TRY IT
Below are the entries to retype; reproduce each one exactly.

Collected data:
=======
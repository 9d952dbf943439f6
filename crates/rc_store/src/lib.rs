//! rc_store — Persistence for Roomcipher key material
//!
//! # Local key cache (`KeyStore`)
//! One record per conversation per device, JSON:
//!   `{ "key": base64, "createdAt": ms, "expiresAt": ms, "version": n }`
//! A record that fails to parse is reported as absent so the caller
//! regenerates it. Writes overwrite unconditionally (last writer wins).
//!
//! # Key exchange (`KeyExchange`)
//! The message backend's one-row-per-conversation distribution table.
//! `SqliteKeyExchange` is the SQLite rendition; migrations in `migrations/`
//! run on open.

pub mod error;
pub mod exchange;
pub mod file;
pub mod key_store;
pub mod memory;
pub mod migrations;
pub mod sqlite;

pub use error::StoreError;
pub use exchange::KeyExchange;
pub use file::FileKeyStore;
pub use key_store::{CachedKey, KeyStore};
pub use memory::{MemoryKeyExchange, MemoryKeyStore};
pub use sqlite::SqliteKeyExchange;
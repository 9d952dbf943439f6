//! Decrypted plaintext, keyed by message id, for the lifetime of a session.
//!
//! Unbounded: a session lives as long as the conversation view showing it.
//! Two tasks racing on one id both compute; the first stored value wins and
//! both callers get it back.

use std::collections::HashMap;

use parking_lot::Mutex;

#[derive(Debug, Default)]
pub struct MemoTable {
    entries: Mutex<HashMap<String, String>>,
}

impl MemoTable {
    pub fn new() -> Self {
        Self::default()
    }

    pub fn get(&self, message_id: &str) -> Option<String> {
        self.entries.lock().get(message_id).cloned()
    }

    /// Store `text` unless the id already has a value; returns the stored value.
    pub fn insert(&self, message_id: &str, text: String) -> String {
        self.entries
            .lock()
            .entry(message_id.to_string())
            .or_insert(text)
            .clone()
    }

    pub fn len(&self) -> usize {
        self.entries.lock().len()
    }

    pub fn is_empty(&self) -> bool {
        self.entries.lock().is_empty()
    }

    /// Drop every entry whose text is `text`, so those ids are decrypted again.
    pub fn forget_text(&self, text: &str) -> usize {
        let mut entries = self.entries.lock();
        let before = entries.len();
        entries.retain(|_, v| v != text);
        before - entries.len()
    }

    pub fn clear(&self) {
        self.entries.lock().clear();
    }
}

#[cfg(test)]
mod tests {
    use super::*;

    #[test]
    fn first_value_wins() {
        let memo = MemoTable::new();
        assert_eq!(memo.insert("m1", "hello".into()), "hello");
        assert_eq!(memo.insert("m1", "other".into()), "hello");
        assert_eq!(memo.get("m1").as_deref(), Some("hello"));
        assert_eq!(memo.len(), 1);
        memo.clear();
        assert!(memo.is_empty());
    }

    #[test]
    fn forget_text_drops_only_matching_entries() {
        let memo = MemoTable::new();
        memo.insert("m1", "[unreadable]".into());
        memo.insert("m2", "hello".into());
        memo.insert("m3", "[unreadable]".into());
        assert_eq!(memo.forget_text("[unreadable]"), 2);
        assert_eq!(memo.len(), 1);
        assert_eq!(memo.get("m2").as_deref(), Some("hello"));
    }
}
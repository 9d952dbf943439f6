//! SQLite key exchange table via sqlx.

use std::path::Path;

use async_trait::async_trait;
use chrono::Utc;
use rc_proto::KeyExchangeRecord;
use sqlx::sqlite::{SqliteConnectOptions, SqliteJournalMode, SqlitePool};
use tracing::debug;

use crate::{error::StoreError, exchange::KeyExchange, migrations};

/// Cheap to clone (the pool is an Arc internally).
#[derive(Clone)]
pub struct SqliteKeyExchange {
    pub pool: SqlitePool,
}

impl SqliteKeyExchange {
    /// Open (or create) the database at `db_path` and run pending migrations.
    ///
    /// WAL mode is set on the connection options, not in a migration: SQLite
    /// refuses to change `journal_mode` inside the transaction sqlx wraps
    /// each migration in.
    pub async fn open(db_path: &Path) -> Result<Self, StoreError> {
        let opts = SqliteConnectOptions::new()
            .filename(db_path)
            .create_if_missing(true)
            .journal_mode(SqliteJournalMode::Wal);

        let pool = SqlitePool::connect_with(opts).await?;
        migrations::run::run_migrations(&pool).await?;
        Ok(Self { pool })
    }
}

#[async_trait]
impl KeyExchange for SqliteKeyExchange {
    async fn upsert(&self, record: &KeyExchangeRecord) -> Result<(), StoreError> {
        sqlx::query(
            "INSERT INTO key_exchange (conversation_id, shared_by, encrypted_key, key_version, updated_at)
             VALUES (?, ?, ?, ?, ?)
             ON CONFLICT(conversation_id) DO UPDATE SET
                shared_by = excluded.shared_by,
                encrypted_key = excluded.encrypted_key,
                key_version = excluded.key_version,
                updated_at = excluded.updated_at",
        )
        .bind(&record.conversation_id)
        .bind(&record.shared_by)
        .bind(&record.encrypted_key)
        .bind(record.key_version)
        .bind(Utc::now().to_rfc3339())
        .execute(&self.pool)
        .await?;

        debug!(
            conversation_id = %record.conversation_id,
            shared_by = %record.shared_by,
            key_version = record.key_version,
            "key exchange record upserted"
        );
        Ok(())
    }

    async fn get(&self, conversation_id: &str) -> Result<Option<KeyExchangeRecord>, StoreError> {
        let row: Option<(String, String, String, i64)> = sqlx::query_as(
            "SELECT conversation_id, shared_by, encrypted_key, key_version
             FROM key_exchange WHERE conversation_id = ? LIMIT 1",
        )
        .bind(conversation_id)
        .fetch_optional(&self.pool)
        .await?;

        Ok(row.map(|(conversation_id, shared_by, encrypted_key, key_version)| {
            KeyExchangeRecord {
                conversation_id,
                shared_by,
                encrypted_key,
                key_version,
            }
        }))
    }
}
=======
REPLY TO THE TASK
repository 9d952dbf943439f6
filename crates/rc_store/src/lib.rs
//! rc_store — Persistence for Roomcipher key material
//!
//! # Local key cache (`KeyStore`)
//! One record per conversation per device, JSON:
//!   `{ "key": base64, "createdAt": ms, "expiresAt": ms, "version": n }`
//! A record that fails to parse is reported as absent so the caller
//! regenerates it. Writes overwrite unconditionally (last writer wins).
//!
//! # Key exchange (`KeyExchange`)
//! The message backend's one-row-per-conversation distribution table.
//! `SqliteKeyExchange` is the SQLite rendition; migrations in `migrations/`
//! run on open.

pub mod error;
pub mod exchange;
pub mod file;
pub mod key_store;
pub mod memory;
pub mod migrations;
pub mod sqlite;

pub use error::StoreError;
pub use exchange::KeyExchange;
pub use file::FileKeyStore;
pub use key_store::{CachedKey, KeyStore};
pub use memory::{MemoryKeyExchange, MemoryKeyStore};
pub use sqlite::SqliteKeyExchange;
repository 9d952dbf943439f6
//! Decrypted plaintext, keyed by message id, for the lifetime of a session.
//!
//! Unbounded: a session lives as long as the conversation view showing it.
//! Two tasks racing on one id both compute; the first stored value wins and
//! both callers get it back.

use std::collections::HashMap;

use parking_lot::Mutex;

#[derive(Debug, Default)]
pub struct MemoTable {
    entries: Mutex<HashMap<String, String>>,
}

impl MemoTable {
    pub fn new() -> Self {
        Self::default()
    }

    pub fn get(&self, message_id: &str) -> Option<String> {
        self.entries.lock().get(message_id).cloned()
    }

    /// Store `text` unless the id already has a value; returns the stored value.
    pub fn insert(&self, message_id: &str, text: String) -> String {
        self.entries
            .lock()
            .entry(message_id.to_string())
            .or_insert(text)
            .clone()
    }

    pub fn len(&self) -> usize {
        self.entries.lock().len()
    }

    pub fn is_empty(&self) -> bool {
        self.entries.lock().is_empty()
    }

    /// Drop every entry whose text is `text`, so those ids are decrypted again.
    pub fn forget_text(&self, text: &str) -> usize {
        let mut entries = self.entries.lock();
        let before = entries.len();
        entries.retain(|_, v| v != text);
        before - entries.len()
    }

    pub fn clear(&self) {
        self.entries.lock().clear();
    }
}

#[cfg(test)]
mod tests {
    use super::*;

    #[test]
    fn first_value_wins() {
        let memo = MemoTable::new();
        assert_eq!(memo.insert("m1", "hello".into()), "hello");
        assert_eq!(memo.insert("m1", "other".into()), "hello");
        assert_eq!(memo.get("m1").as_deref(), Some("hello"));
        assert_eq!(memo.len(), 1);
        memo.clear();
        assert!(memo.is_empty());
    }

    #[test]
    fn forget_text_drops_only_matching_entries() {
        let memo = MemoTable::new();
        memo.insert("m1", "[unreadable]".into());
        memo.insert("m2", "hello".into());
        memo.insert("m3", "[unreadable]".into());
        assert_eq!(memo.forget_text("[unreadable]"), 2);
        assert_eq!(memo.len(), 1);
        assert_eq!(memo.get("m2").as_deref(), Some("hello"));
    }
}
repository 9d952dbf943439f6
//! SQLite key exchange table via sqlx.

use std::path::Path;

use async_trait::async_trait;
use chrono::Utc;
use rc_proto::KeyExchangeRecord;
use sqlx::sqlite::{SqliteConnectOptions, SqliteJournalMode, SqlitePool};
use tracing::debug;

use crate::{error::StoreError, exchange::KeyExchange, migrations};

/// Cheap to clone (the pool is an Arc internally).
#[derive(Clone)]
pub struct SqliteKeyExchange {
    pub pool: SqlitePool,
}

impl SqliteKeyExchange {
    /// Open (or create) the database at `db_path` and run pending migrations.
    ///
    /// WAL mode is set on the connection options, not in a migration: SQLite
    /// refuses to change `journal_mode` inside the transaction sqlx wraps
    /// each migration in.
    pub async fn open(db_path: &Path) -> Result<Self, StoreError> {
        let opts = SqliteConnectOptions::new()
            .filename(db_path)
            .create_if_missing(true)
            .journal_mode(SqliteJournalMode::Wal);

        let pool = SqlitePool::connect_with(opts).await?;
        migrations::run::run_migrations(&pool).await?;
        Ok(Self { pool })
    }
}

#[async_trait]
impl KeyExchange for SqliteKeyExchange {
    async fn upsert(&self, record: &KeyExchangeRecord) -> Result<(), StoreError> {
        sqlx::query(
            "INSERT INTO key_exchange (conversation_id, shared_by, encrypted_key, key_version, updated_at)
             VALUES (?, ?, ?, ?, ?)
             ON CONFLICT(conversation_id) DO UPDATE SET
                shared_by = excluded.shared_by,
                encrypted_key = excluded.encrypted_key,
                key_version = excluded.key_version,
                updated_at = excluded.updated_at",
        )
        .bind(&record.conversation_id)
        .bind(&record.shared_by)
        .bind(&record.encrypted_key)
        .bind(record.key_version)
        .bind(Utc::now().to_rfc3339())
        .execute(&self.pool)
        .await?;

        debug!(
            conversation_id = %record.conversation_id,
            shared_by = %record.shared_by,
            key_version = record.key_version,
            "key exchange record upserted"
        );
        Ok(())
    }

    async fn get(&self, conversation_id: &str) -> Result<Option<KeyExchangeRecord>, StoreError> {
        let row: Option<(String, String, String, i64)> = sqlx::query_as(
            "SELECT conversation_id, shared_by, encrypted_key, key_version
             FROM key_exchange WHERE conversation_id = ? LIMIT 1",
        )
        .bind(conversation_id)
        .fetch_optional(&self.pool)
        .await?;

        Ok(row.map(|(conversation_id, shared_by, encrypted_key, key_version)| {
            KeyExchangeRecord {
                conversation_id,
                shared_by,
                encrypted_key,
                key_version,
            }
        }))
    }
}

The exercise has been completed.